Task goal: Can you pull out each line of the data below that includes the word "display"?

Saved entries
· · · · ·

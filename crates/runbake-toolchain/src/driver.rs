use std::path::{Path, PathBuf};

use runbake_archive::{ArchiveExtractor, SystemTar, TarGzExtractor};
use runbake_platform::os::{self, OS};
use runbake_platform::{Command, CommandRunner};
use tracing::info;

use crate::error::Result;

/// `./configure` followed by GNU make.
#[derive(Debug, Clone, PartialEq, Eq)]
pub struct PosixDriver {
    make: String,
}

impl PosixDriver {
    pub fn new(make: impl Into<String>) -> Self {
        Self { make: make.into() }
    }

    pub fn make(&self) -> &str {
        &self.make
    }
}

/// `vcbuild.bat` with a fixed release configuration.
#[derive(Debug, Clone, Copy, PartialEq, Eq, Default)]
pub struct WindowsDriver;

/// The native build of a runtime source tree, chosen once per host.
#[derive(Debug, Clone, PartialEq, Eq)]
pub enum ToolchainDriver {
    Posix(PosixDriver),
    Windows(WindowsDriver),
}

impl ToolchainDriver {
    pub fn host() -> Self {
        Self::for_os(os::detect())
    }

    pub fn for_os(os: OS) -> Self {
        if os.is_windows() {
            Self::Windows(WindowsDriver)
        } else if os.is_bsd() {
            Self::Posix(PosixDriver::new("gmake"))
        } else {
            Self::Posix(PosixDriver::new("make"))
        }
    }

    /// Where the build leaves the binary, relative to the source root.
    pub fn release_binary(&self) -> PathBuf {
        match self {
            Self::Posix(_) => Path::new("out").join("Release").join("node"),
            Self::Windows(_) => Path::new("Release").join("node.exe"),
        }
    }

    /// Windows hosts cannot count on a `tar` binary.
    pub fn extractor(&self) -> ArchiveExtractor {
        match self {
            Self::Posix(_) => ArchiveExtractor::System(SystemTar::default()),
            Self::Windows(_) => ArchiveExtractor::InProcess(TarGzExtractor),
        }
    }

    pub fn build_commands(&self, root: &Path) -> Vec<Command> {
        match self {
            Self::Posix(driver) => vec![
                Command::new(root.join("configure")).current_dir(root),
                Command::new(&driver.make).current_dir(root),
            ],
            Self::Windows(_) => vec![
                Command::new(root.join("vcbuild.bat"))
                    .args(["nosign", "release", "x64"])
                    .current_dir(root),
            ],
        }
    }

    /// Run the build in `root`, stopping at the first failing command.
    pub async fn build<R: CommandRunner>(&self, root: &Path, runner: &R) -> Result<()> {
        info!(root = %root.display(), "make");
        for cmd in self.build_commands(root) {
            runner.run(&cmd).await?;
        }
        Ok(())
    }
}

#[cfg(test)]
mod tests {
    use super::*;

    #[test]
    fn test_driver_selection() {
        assert_eq!(
            ToolchainDriver::for_os(OS::Linux),
            ToolchainDriver::Posix(PosixDriver::new("make"))
        );
        assert_eq!(
            ToolchainDriver::for_os(OS::OpenBsd),
            ToolchainDriver::Posix(PosixDriver::new("gmake"))
        );
        assert_eq!(
            ToolchainDriver::for_os(OS::Windows),
            ToolchainDriver::Windows(WindowsDriver)
        );
    }

    #[test]
    fn test_posix_commands() {
        let root = Path::new("/cache/4.2.1/node-v4.2.1");
        let cmds = ToolchainDriver::for_os(OS::FreeBsd).build_commands(root);
        assert_eq!(cmds.len(), 2);
        assert_eq!(cmds[0].program(), root.join("configure").as_os_str());
        assert!(cmds[0].get_args().is_empty());
        assert_eq!(cmds[1].program(), "gmake");
        assert!(cmds.iter().all(|c| c.get_current_dir() == Some(root)));
    }

    #[test]
    fn test_windows_commands() {
        let root = Path::new(r"C:\cache\latest\node-v5.0.0");
        let cmds = ToolchainDriver::Windows(WindowsDriver).build_commands(root);
        assert_eq!(cmds.len(), 1);
        assert_eq!(cmds[0].display(), format!("{} nosign release x64", root.join("vcbuild.bat").display()));
        assert_eq!(
            ToolchainDriver::Windows(WindowsDriver).release_binary(),
            Path::new("Release").join("node.exe")
        );
    }
}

· · · · ·

Exercise solution:
        info!(root = %root.display(), "make");
        assert_eq!(cmds[0].display(), format!("{} nosign release x64", root.join("vcbuild.bat").display()));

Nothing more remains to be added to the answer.